(Beginning of Task inputs)
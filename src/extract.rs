/*!
 * Per-file metadata extraction
 */

use std::path::Path;

use crate::error::{Result, ScanError};
use crate::fs::FileSystem;
use crate::types::FileRecord;

/// Text after the last `.` in `name`, or `""` when there is none.
///
/// `"report.tar.gz"` gives `"gz"`, `"archive."` gives `""` and `".gitignore"`
/// gives `"gitignore"`.
pub fn extension_of(name: &str) -> &str {
    match name.rfind('.') {
        Some(pos) => &name[pos + 1..],
        None => "",
    }
}

/// Builds [`FileRecord`]s from paths discovered by the walker
pub struct MetadataExtractor<F> {
    fs: F,
}

impl<F: FileSystem> MetadataExtractor<F> {
    pub fn new(fs: F) -> Self {
        Self { fs }
    }

    /// Stat `path` and build its record
    pub fn extract(&self, path: &Path) -> Result<FileRecord> {
        let metadata = self.fs.metadata(path).map_err(|source| ScanError::Metadata {
            path: path.to_path_buf(),
            source,
        })?;
        let name = path
            .file_name()
            .unwrap_or_default()
            .to_string_lossy()
            .to_string();

        Ok(FileRecord::new(path.to_path_buf(), name, metadata))
    }
}

#[cfg(test)]
mod tests {
    use super::*;
    use crate::fs::{HostFs, MemoryFs};
    use std::time::{Duration, UNIX_EPOCH};

    #[test]
    fn test_extension_of() {
        let cases = [
            ("report.tar.gz", "gz"),
            ("README", ""),
            ("archive.", ""),
            (".gitignore", "gitignore"),
            ("main.CPP", "CPP"),
            ("", ""),
        ];
        for (name, expected) in cases {
            assert_eq!(extension_of(name), expected, "extension of {:?}", name);
        }
    }

    #[test]
    fn test_extract_from_memory() {
        let created = UNIX_EPOCH + Duration::from_secs(100);
        let modified = UNIX_EPOCH + Duration::from_secs(200);
        let mut mem = MemoryFs::new();
        mem.add_file_at("/root/notes.md", 42, created, modified);

        let record = MetadataExtractor::new(&mem)
            .extract(Path::new("/root/notes.md"))
            .unwrap();
        assert_eq!(record.name(), "notes.md");
        assert_eq!(record.extension(), "md");
        assert_eq!(record.size(), 42);
        assert_eq!(record.created(), created);
        assert_eq!(record.modified(), modified);
    }

    #[test]
    fn test_extract_vanished_file_is_metadata_error() {
        let mut mem = MemoryFs::new();
        mem.add_vanished_file("/root/gone.txt");

        let err = MetadataExtractor::new(&mem)
            .extract(Path::new("/root/gone.txt"))
            .unwrap_err();
        assert!(matches!(err, ScanError::Metadata { .. }));
        assert_eq!(err.path(), Some(Path::new("/root/gone.txt")));
    }

    #[test]
    fn test_extract_from_host() -> std::io::Result<()> {
        let temp_dir = tempfile::tempdir()?;
        let path = temp_dir.path().join("archive.tar.gz");
        std::fs::write(&path, b"0123456789")?;

        let record = MetadataExtractor::new(HostFs).extract(&path).unwrap();
        assert_eq!(record.path(), path.as_path());
        assert_eq!(record.extension(), "gz");
        assert_eq!(record.size(), 10);
        Ok(())
    }
}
(End of Task inputs)
Activity -> Each record above is to be written out again, without any change.

Answer box ->
filename src/extract.rs
/*!
 * Per-file metadata extraction
 */

use std::path::Path;

use crate::error::{Result, ScanError};
use crate::fs::FileSystem;
use crate::types::FileRecord;

/// Text after the last `.` in `name`, or `""` when there is none.
///
/// `"report.tar.gz"` gives `"gz"`, `"archive."` gives `""` and `".gitignore"`
/// gives `"gitignore"`.
pub fn extension_of(name: &str) -> &str {
    match name.rfind('.') {
        Some(pos) => &name[pos + 1..],
        None => "",
    }
}

/// Builds [`FileRecord`]s from paths discovered by the walker
pub struct MetadataExtractor<F> {
    fs: F,
}

impl<F: FileSystem> MetadataExtractor<F> {
    pub fn new(fs: F) -> Self {
        Self { fs }
    }

    /// Stat `path` and build its record
    pub fn extract(&self, path: &Path) -> Result<FileRecord> {
        let metadata = self.fs.metadata(path).map_err(|source| ScanError::Metadata {
            path: path.to_path_buf(),
            source,
        })?;
        let name = path
            .file_name()
            .unwrap_or_default()
            .to_string_lossy()
            .to_string();

        Ok(FileRecord::new(path.to_path_buf(), name, metadata))
    }
}

#[cfg(test)]
mod tests {
    use super::*;
    use crate::fs::{HostFs, MemoryFs};
    use std::time::{Duration, UNIX_EPOCH};

    #[test]
    fn test_extension_of() {
        let cases = [
            ("report.tar.gz", "gz"),
            ("README", ""),
            ("archive.", ""),
            (".gitignore", "gitignore"),
            ("main.CPP", "CPP"),
            ("", ""),
        ];
        for (name, expected) in cases {
            assert_eq!(extension_of(name), expected, "extension of {:?}", name);
        }
    }

    #[test]
    fn test_extract_from_memory() {
        let created = UNIX_EPOCH + Duration::from_secs(100);
        let modified = UNIX_EPOCH + Duration::from_secs(200);
        let mut mem = MemoryFs::new();
        mem.add_file_at("/root/notes.md", 42, created, modified);

        let record = MetadataExtractor::new(&mem)
            .extract(Path::new("/root/notes.md"))
            .unwrap();
        assert_eq!(record.name(), "notes.md");
        assert_eq!(record.extension(), "md");
        assert_eq!(record.size(), 42);
        assert_eq!(record.created(), created);
        assert_eq!(record.modified(), modified);
    }

    #[test]
    fn test_extract_vanished_file_is_metadata_error() {
        let mut mem = MemoryFs::new();
        mem.add_vanished_file("/root/gone.txt");

        let err = MetadataExtractor::new(&mem)
            .extract(Path::new("/root/gone.txt"))
            .unwrap_err();
        assert!(matches!(err, ScanError::Metadata { .. }));
        assert_eq!(err.path(), Some(Path::new("/root/gone.txt")));
    }

    #[test]
    fn test_extract_from_host() -> std::io::Result<()> {
        let temp_dir = tempfile::tempdir()?;
        let path = temp_dir.path().join("archive.tar.gz");
        std::fs::write(&path, b"0123456789")?;

        let record = MetadataExtractor::new(HostFs).extract(&path).unwrap();
        assert_eq!(record.path(), path.as_path());
        assert_eq!(record.extension(), "gz");
        assert_eq!(record.size(), 10);
        Ok(())
    }
}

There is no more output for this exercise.